(Collected data)
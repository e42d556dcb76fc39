//! Interactive account-linking wizard.
//!
//! Two steps, mirroring the cloud's flow: the email step requests a
//! verification code, the code step exchanges it for a token. Step
//! failures re-prompt the same step; a duplicate account aborts.

use dialoguer::Input;
use dialoguer::theme::ColorfulTheme;
use owo_colors::OwoColorize;
use url::Url;

use jaalee_core::{Credential, FlowError, SetupFlow};

use crate::cli::{GlobalOpts, LoginArgs};
use crate::error::CliError;

use super::config_file;

pub async fn handle(args: LoginArgs, global: &GlobalOpts) -> Result<(), CliError> {
    let path = config_file(global);
    let mut config = jaalee_config::load(&path)?;

    let mut flow = SetupFlow::new(
        config.registered_emails(),
        config.defaults.time_zone.clone(),
    );
    if let Some(raw) = &config.defaults.base_url {
        let base_url = Url::parse(raw).map_err(|e| CliError::Wizard {
            message: format!("invalid defaults.base_url: {e}"),
        })?;
        flow = flow.with_base_url(base_url);
    }

    let credential = run_wizard(&mut flow, &path).await?;

    let name = args
        .name
        .unwrap_or_else(|| profile_name(&credential.email));
    config.store_credential(&name, &credential);
    jaalee_config::save(&config, &path)?;

    println!(
        "{} account {} linked as profile '{name}'",
        "✓".green(),
        credential.email.bold()
    );
    Ok(())
}

async fn run_wizard(flow: &mut SetupFlow, path: &std::path::Path) -> Result<Credential, CliError> {
    let theme = ColorfulTheme::default();

    // Step 1: email. Re-prompt while the code request fails.
    loop {
        let email: String = Input::with_theme(&theme)
            .with_prompt("Account email")
            .interact_text()?;

        match flow.submit_email(&email).await {
            Ok(()) => break,
            Err(FlowError::AlreadyConfigured { email }) => {
                return Err(CliError::DuplicateAccount {
                    email,
                    path: path.display().to_string(),
                });
            }
            Err(e) if e.is_retryable() => {
                eprintln!("{} {e}", "✗".red());
            }
            Err(e) => {
                return Err(CliError::Wizard {
                    message: e.to_string(),
                });
            }
        }
    }

    println!("A verification code has been sent to your inbox.");

    // Step 2: code. Re-prompt while the login is rejected.
    loop {
        let code: String = Input::with_theme(&theme)
            .with_prompt("Verification code")
            .interact_text()?;

        match flow.submit_code(&code).await {
            Ok(credential) => return Ok(credential),
            Err(e) if e.is_retryable() => {
                eprintln!("{} {e}", "✗".red());
            }
            Err(e) => {
                return Err(CliError::Wizard {
                    message: e.to_string(),
                });
            }
        }
    }
}

/// Default profile name: the part of the email before the '@'.
fn profile_name(email: &str) -> String {
    email
        .split('@')
        .next()
        .filter(|s| !s.is_empty())
        .unwrap_or("default")
        .to_owned()
}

__Work item__: Among the entries, copy every line containing the word "await".

__Exercise output__:
    let credential = run_wizard(&mut flow, &path).await?;
        match flow.submit_email(&email).await {
        match flow.submit_code(&code).await {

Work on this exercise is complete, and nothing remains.